Practical applications of spatial simulation

• If the distribution of the target variable(s) over the study area is to be used as
input to a model, then the uncertainty is represented by a number of
simulations.

• Procedure:
1. Simulate a “large” number of realizations of the spatial field
2. Run the model on each simulation
3. Summarize the output of the different model runs

• The statistics of the output give a direct measure of the uncertainty of the
model in the light of the sample and the model of spatial variability.

D G R OSSITER
AN INTRODUCTION TO APPLIED GEOSTATISTICS 14

Unconditional simulation
In unconditional simulation, we simulate the field with no reference to the actual
sample, i.e. the data we have. (It’s only one realistion, no more valid than any
other.)

This is mainly to visualise a random field as modelled by a variogram, not for


prediction.

D G R OSSITER
AN INTRODUCTION TO APPLIED GEOSTATISTICS 15

What is preserved in unconditional simulation?

1. Mean over field

2. Covariance structure

Data points are not predicted exactly.

D G R OSSITER
AN INTRODUCTION TO APPLIED GEOSTATISTICS 16

Unconditional simulation in gstat


The krige function allows a number of simulation nsim to be specified.

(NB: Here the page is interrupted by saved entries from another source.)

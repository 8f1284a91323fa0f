//! Prometheus metrics registration and export.
//!
//! This module defines all Prometheus metrics used by the batch scheduler and
//! provides functions for initializing, registering, and exporting them.

use prometheus::{
    Counter, CounterVec, Encoder, Gauge, Histogram, HistogramVec, Opts, Registry, TextEncoder,
};
use std::sync::OnceLock;

/// Global Prometheus registry for all scheduler metrics.
pub static REGISTRY: OnceLock<Registry> = OnceLock::new();

/// Total number of task outcomes, labeled by status (completed, failed, retried).
pub static TASKS_TOTAL: OnceLock<CounterVec> = OnceLock::new();

/// Wall-clock duration of successful task attempts in seconds, labeled by priority.
pub static TASK_DURATION: OnceLock<HistogramVec> = OnceLock::new();

/// Number of tasks waiting in the pending queue.
pub static QUEUE_DEPTH: OnceLock<Gauge> = OnceLock::new();

/// Number of workers currently running a task.
pub static ACTIVE_WORKERS: OnceLock<Gauge> = OnceLock::new();

/// Total worker restarts, labeled by reason (timeout, crash, setup).
pub static WORKER_RESTARTS: OnceLock<CounterVec> = OnceLock::new();

/// Total retries scheduled.
pub static TASK_RETRIES: OnceLock<Counter> = OnceLock::new();

/// Total conflicts detected, labeled by type and severity.
pub static CONFLICTS_TOTAL: OnceLock<CounterVec> = OnceLock::new();

/// Total resource alerts raised, labeled by type and severity.
pub static RESOURCE_ALERTS: OnceLock<CounterVec> = OnceLock::new();

/// Total batches finished, labeled by terminal status.
pub static BATCHES_TOTAL: OnceLock<CounterVec> = OnceLock::new();

/// Distribution of batch sizes.
pub static BATCH_SIZE: OnceLock<Histogram> = OnceLock::new();

/// Initialize all metrics and register them with the registry.
///
/// This function should be called once at application startup. Later calls
/// leave the first set of metrics in place.
///
/// # Errors
///
/// Returns a `prometheus::Error` if metric registration fails, typically due to
/// duplicate metric names or invalid metric configurations.
pub fn init_metrics() -> Result<(), prometheus::Error> {
    let registry = Registry::new();

    // Task metrics
    let tasks_total = CounterVec::new(
        Opts::new("refactor_forge_tasks_total", "Total number of task outcomes"),
        &["status"],
    )?;

    let task_duration = HistogramVec::new(
        prometheus::HistogramOpts::new(
            "refactor_forge_task_duration_seconds",
            "Task execution duration in seconds",
        )
        .buckets(vec![0.1, 0.5, 1.0, 5.0, 30.0, 60.0, 300.0, 900.0]),
        &["priority"],
    )?;

    let task_retries = Counter::new(
        "refactor_forge_task_retries_total",
        "Total number of task retries scheduled",
    )?;

    // Queue and worker metrics
    let queue_depth = Gauge::new(
        "refactor_forge_queue_depth",
        "Number of tasks waiting for a worker",
    )?;

    let active_workers = Gauge::new(
        "refactor_forge_active_workers",
        "Number of workers currently running a task",
    )?;

    let worker_restarts = CounterVec::new(
        Opts::new(
            "refactor_forge_worker_restarts_total",
            "Total number of worker restarts",
        ),
        &["reason"],
    )?;

    // Result metrics
    let conflicts_total = CounterVec::new(
        Opts::new(
            "refactor_forge_conflicts_total",
            "Total number of conflicts detected in task results",
        ),
        &["type", "severity"],
    )?;

    let resource_alerts = CounterVec::new(
        Opts::new(
            "refactor_forge_resource_alerts_total",
            "Total number of resource alerts raised",
        ),
        &["type", "severity"],
    )?;

    let batches_total = CounterVec::new(
        Opts::new("refactor_forge_batches_total", "Total number of finished batches"),
        &["status"],
    )?;

    let batch_size = Histogram::with_opts(
        prometheus::HistogramOpts::new("refactor_forge_batch_size", "Distribution of batch sizes")
            .buckets(vec![1.0, 10.0, 50.0, 100.0, 200.0, 500.0, 1000.0]),
    )?;

    registry.register(Box::new(tasks_total.clone()))?;
    registry.register(Box::new(task_duration.clone()))?;
    registry.register(Box::new(task_retries.clone()))?;
    registry.register(Box::new(queue_depth.clone()))?;
    registry.register(Box::new(active_workers.clone()))?;
    registry.register(Box::new(worker_restarts.clone()))?;
    registry.register(Box::new(conflicts_total.clone()))?;
    registry.register(Box::new(resource_alerts.clone()))?;
    registry.register(Box::new(batches_total.clone()))?;
    registry.register(Box::new(batch_size.clone()))?;

    // If any of these fail, metrics were already initialized (idempotent)
    let _ = REGISTRY.set(registry);
    let _ = TASKS_TOTAL.set(tasks_total);
    let _ = TASK_DURATION.set(task_duration);
    let _ = TASK_RETRIES.set(task_retries);
    let _ = QUEUE_DEPTH.set(queue_depth);
    let _ = ACTIVE_WORKERS.set(active_workers);
    let _ = WORKER_RESTARTS.set(worker_restarts);
    let _ = CONFLICTS_TOTAL.set(conflicts_total);
    let _ = RESOURCE_ALERTS.set(resource_alerts);
    let _ = BATCHES_TOTAL.set(batches_total);
    let _ = BATCH_SIZE.set(batch_size);

    tracing::info!("Prometheus metrics initialized successfully");

    Ok(())
}

/// Export all registered metrics in Prometheus text format.
///
/// Returns an explanatory comment line instead when the registry has not
/// been initialized or encoding fails.
pub fn export_metrics() -> String {
    let Some(registry) = REGISTRY.get() else {
        return "# Metrics not initialized. Call init_metrics() first.\n".to_string();
    };

    let encoder = TextEncoder::new();
    let metric_families = registry.gather();

    let mut buffer = Vec::new();
    if let Err(e) = encoder.encode(&metric_families, &mut buffer) {
        return format!("# Error encoding metrics: {}\n", e);
    }

    String::from_utf8(buffer)
        .unwrap_or_else(|e| format!("# Error converting metrics to UTF-8: {}\n", e))
}

#[cfg(test)]
mod tests {
    use super::*;

    #[test]
    fn test_init_metrics() {
        let result = init_metrics();
        assert!(result.is_ok() || REGISTRY.get().is_some());
    }

    #[test]
    fn test_export_metrics_never_empty() {
        // Depends on execution order: either real output or the uninitialized notice.
        let metrics = export_metrics();
        assert!(!metrics.is_empty());
    }

    #[test]
    fn test_metrics_after_init() {
        let _ = init_metrics();

        if let Some(counter) = TASKS_TOTAL.get() {
            counter.with_label_values(&["completed"]).inc();
        }

        let metrics = export_metrics();
        assert!(!metrics.starts_with("# Error"));
        assert!(metrics.contains("refactor_forge_tasks_total"));
    }
}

For
unconditional simulation, specify no data (data=NULL), instead use the
dummy=TRUE option.

Since there is no data with which to estimate the mean, it must be specified as
the beta parameter.
> x <- krige(log(cadmium) ~ 1, ~ x + y, data = NULL, newdata = meuse.grid,
+ model = m2, nmax = 20, nsim = 5, beta=mean(log(cadmium)), dummy = TRUE)
[using unconditional gaussian simulation]
> levelplot(z ~ x + y | name, map.to.lev(x, z=c(3:7)), aspect = mapasp(x),
+ main = "five unconditional realisations of a correlated Gaussian field")

D G R OSSITER
AN INTRODUCTION TO APPLIED GEOSTATISTICS 17

D G R OSSITER
AN INTRODUCTION TO APPLIED GEOSTATISTICS 18

Conditional simulation
This simulates the field, while respecting the sample. So the simulated maps look
more like the best (kriging) prediction, but usually much more spatially-variable
(depending on the magnitude of the nugget).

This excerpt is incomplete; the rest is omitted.